Cochlear implantation in adults: a systematic review and meta-analysis

Affiliations
Review

Cochlear implantation in adults: a systematic review and meta-analysis

James M Gaylor et al. JAMA Otolaryngol Head Neck Surg. 2013 Mar.

Abstract

Importance: Sensorineural hearing loss is the third leading cause of years lived with disability worldwide. Cochlear implants may provide a viable alternative to hearing aids for this type of hearing loss. The Coverage and Analysis Group at the Centers for Medicare & Medicaid Services was interested in an evaluation of recently published literature on this topic. In addition, this meta-analysis is to our knowledge the first to evaluate quality-of-life (QOL) outcomes in adults with cochlear implants.

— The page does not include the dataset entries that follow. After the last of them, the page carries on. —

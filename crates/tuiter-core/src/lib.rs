//! # Tuiter Core
//!
//! Core types, errors, and domain models for the Tuiter backend.
//! This crate provides the foundational abstractions shared by the
//! repository, REST, and server layers.

pub mod domain;
pub mod error;
pub mod id;
pub mod result;

pub use domain::*;
pub use error::*;
pub use id::*;
pub use result::*;
//! # Tuiter Config
//!
//! Configuration management for the Tuiter backend.
//! Supports layered configuration from files and environment variables.

mod app_config;
mod loader;

pub use app_config::*;
pub use loader::*;
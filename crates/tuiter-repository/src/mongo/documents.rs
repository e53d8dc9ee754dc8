//! BSON document representations of the stored records.

use bson::oid::ObjectId;
use chrono::{DateTime, Utc};
use serde::{Deserialize, Serialize};
use tuiter_core::{
    AccountType, Follow, FollowId, Location, MaritalStatus, Message, MessageId, User, UserId,
};

/// Document shape of the `users` collection. Users are written by
/// another service; this backend only reads them for expansion.
#[derive(Debug, Clone, Serialize, Deserialize)]
#[serde(rename_all = "camelCase")]
pub(crate) struct UserDocument {
    #[serde(rename = "_id")]
    pub id: ObjectId,
    pub username: String,
    pub email: String,
    #[serde(default)]
    pub password: Option<String>,
    #[serde(default)]
    pub first_name: Option<String>,
    #[serde(default)]
    pub last_name: Option<String>,
    #[serde(default)]
    pub profile_photo: Option<String>,
    #[serde(default)]
    pub header_image: Option<String>,
    #[serde(default)]
    pub biography: Option<String>,
    #[serde(default)]
    pub date_of_birth: Option<bson::DateTime>,
    #[serde(default)]
    pub account_type: Option<AccountType>,
    #[serde(default)]
    pub marital_status: Option<MaritalStatus>,
    #[serde(default)]
    pub location: Option<Location>,
}

impl From<UserDocument> for User {
    fn from(doc: UserDocument) -> Self {
        Self {
            id: UserId::from_object_id(doc.id),
            username: doc.username,
            email: doc.email,
            password: doc.password,
            first_name: doc.first_name,
            last_name: doc.last_name,
            profile_photo: doc.profile_photo,
            header_image: doc.header_image,
            biography: doc.biography,
            date_of_birth: doc.date_of_birth.map(bson::DateTime::to_chrono),
            account_type: doc.account_type,
            marital_status: doc.marital_status,
            location: doc.location,
        }
    }
}

/// Document shape of the `follows` collection.
#[derive(Debug, Clone, Serialize, Deserialize)]
pub(crate) struct FollowDocument {
    #[serde(rename = "_id")]
    pub id: ObjectId,
    pub follower: ObjectId,
    pub following: ObjectId,
}

impl FollowDocument {
    /// Creates a new follow document with a fresh ID.
    pub(crate) fn new(follower: UserId, following: UserId) -> Self {
        Self {
            id: ObjectId::new(),
            follower: follower.into_inner(),
            following: following.into_inner(),
        }
    }
}

impl From<FollowDocument> for Follow {
    fn from(doc: FollowDocument) -> Self {
        Self::new(
            FollowId::from_object_id(doc.id),
            UserId::from_object_id(doc.follower),
            UserId::from_object_id(doc.following),
        )
    }
}

/// Document shape of the `messages` collection.
#[derive(Debug, Clone, Serialize, Deserialize)]
pub(crate) struct MessageDocument {
    #[serde(rename = "_id")]
    pub id: ObjectId,
    pub message: String,
    pub sender: ObjectId,
    pub receiver: ObjectId,
    #[serde(
        rename = "sentOn",
        with = "bson::serde_helpers::chrono_datetime_as_bson_datetime"
    )]
    pub sent_on: DateTime<Utc>,
}

impl MessageDocument {
    /// Creates a new message document with a fresh ID.
    pub(crate) fn new(
        sender: UserId,
        receiver: UserId,
        message: String,
        sent_on: DateTime<Utc>,
    ) -> Self {
        Self {
            id: ObjectId::new(),
            message,
            sender: sender.into_inner(),
            receiver: receiver.into_inner(),
            sent_on,
        }
    }
}

impl From<MessageDocument> for Message {
    fn from(doc: MessageDocument) -> Self {
        Self::new(
            MessageId::from_object_id(doc.id),
            UserId::from_object_id(doc.sender),
            UserId::from_object_id(doc.receiver),
            doc.message,
            doc.sent_on,
        )
    }
}
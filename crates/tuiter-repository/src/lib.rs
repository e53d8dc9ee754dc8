//! # Tuiter Repository
//!
//! DAO traits and their MongoDB implementations. Each DAO method issues
//! one database operation; listing operations additionally run the
//! reference-expansion join against the `users` collection.

pub mod mongo;
pub mod traits;

pub use mongo::{MongoFollowDao, MongoMessageDao, MongoStore};
pub use traits::*;
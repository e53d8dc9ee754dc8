//! DAO trait definitions.

use async_trait::async_trait;
use tuiter_core::{DeleteOutcome, Follow, Message, NewMessage, TuiterResult, UserId};

/// Data-access object for the follows resource.
#[async_trait]
pub trait FollowDao: Send + Sync {
    /// Creates a follow edge from `follower_uid` to `following_uid` and
    /// returns the new record. Neither user existence nor duplicate
    /// edges are checked.
    async fn follow_user(
        &self,
        follower_uid: UserId,
        following_uid: UserId,
    ) -> TuiterResult<Follow>;

    /// Deletes the matching follow edge. Deleting a pair that does not
    /// exist is not an error; the outcome reports zero deletions.
    async fn unfollow_user(
        &self,
        follower_uid: UserId,
        following_uid: UserId,
    ) -> TuiterResult<DeleteOutcome>;

    /// Returns all follows where `following == uid`, with the follower
    /// reference expanded to the full user document.
    async fn find_all_followers(&self, uid: UserId) -> TuiterResult<Vec<Follow>>;

    /// Returns all follows where `follower == uid`, with the following
    /// reference expanded.
    async fn find_all_following(&self, uid: UserId) -> TuiterResult<Vec<Follow>>;
}

/// Data-access object for the messages resource.
#[async_trait]
pub trait MessageDao: Send + Sync {
    /// Creates and returns a new message. Sender and receiver are taken
    /// from the arguments, overriding any such fields in the body; the
    /// timestamp defaults to creation time when unset.
    async fn send_message(
        &self,
        sender_uid: UserId,
        receiver_uid: UserId,
        message: NewMessage,
    ) -> TuiterResult<Message>;

    /// Deletes a message matching the (sender, receiver) pair. When
    /// several messages exist between the pair, the store removes one
    /// of them arbitrarily; deletion is keyed by the pair, not by a
    /// message identifier.
    async fn delete_message(
        &self,
        sender_uid: UserId,
        receiver_uid: UserId,
    ) -> TuiterResult<DeleteOutcome>;

    /// Returns all messages where `sender == uid`, with the receiver
    /// reference expanded.
    async fn find_all_messages_sent(&self, uid: UserId) -> TuiterResult<Vec<Message>>;

    /// Returns all messages where `receiver == uid`, with the sender
    /// reference expanded.
    async fn find_all_messages_received(&self, uid: UserId) -> TuiterResult<Vec<Message>>;
}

Objective: To evaluate the communication-related outcomes and health-related QOL outcomes after unilateral or bilateral cochlear implantation in adults with sensorineural hearing loss.

Data sources: MEDLINE, Cochrane Central Register of Controlled Trials, Scopus, and previous reports from January 1, 2004, through May 31, 2012.

Study selection: Published studies of adult patients undergoing unilateral or bilateral procedures with multichannel cochlear implants and assessments using open-set sentence tests, multisyllable word tests, or QOL measures.

Data extraction: Five researchers extracted information on population characteristics, outcomes of interest, and study design and assessed the studies for risk of bias. Discrepancies were resolved by consensus.

Results: A total of 42 studies met the inclusion criteria. Most unilateral implant studies showed a statistically significant improvement in mean speech scores as measured by open-set sentence or multisyllable word tests; meta-analysis revealed a significant improvement in QOL after unilateral implantation. Results from studies assessing bilateral implantation showed improvement in communication-related outcomes compared with unilateral implantation and additional improvements in sound localization compared with unilateral device use or implantation only. Based on a few studies, the QOL outcomes varied across tests after bilateral implantation.

Conclusions and relevance: Unilateral cochlear implants provide improved hearing and significantly improve QOL, and improvements in sound localization are noted for bilateral implantation. Future studies of longer duration, higher-quality reporting, and large databases or registries of patients with long-term follow-up data are needed to yield stronger evidence.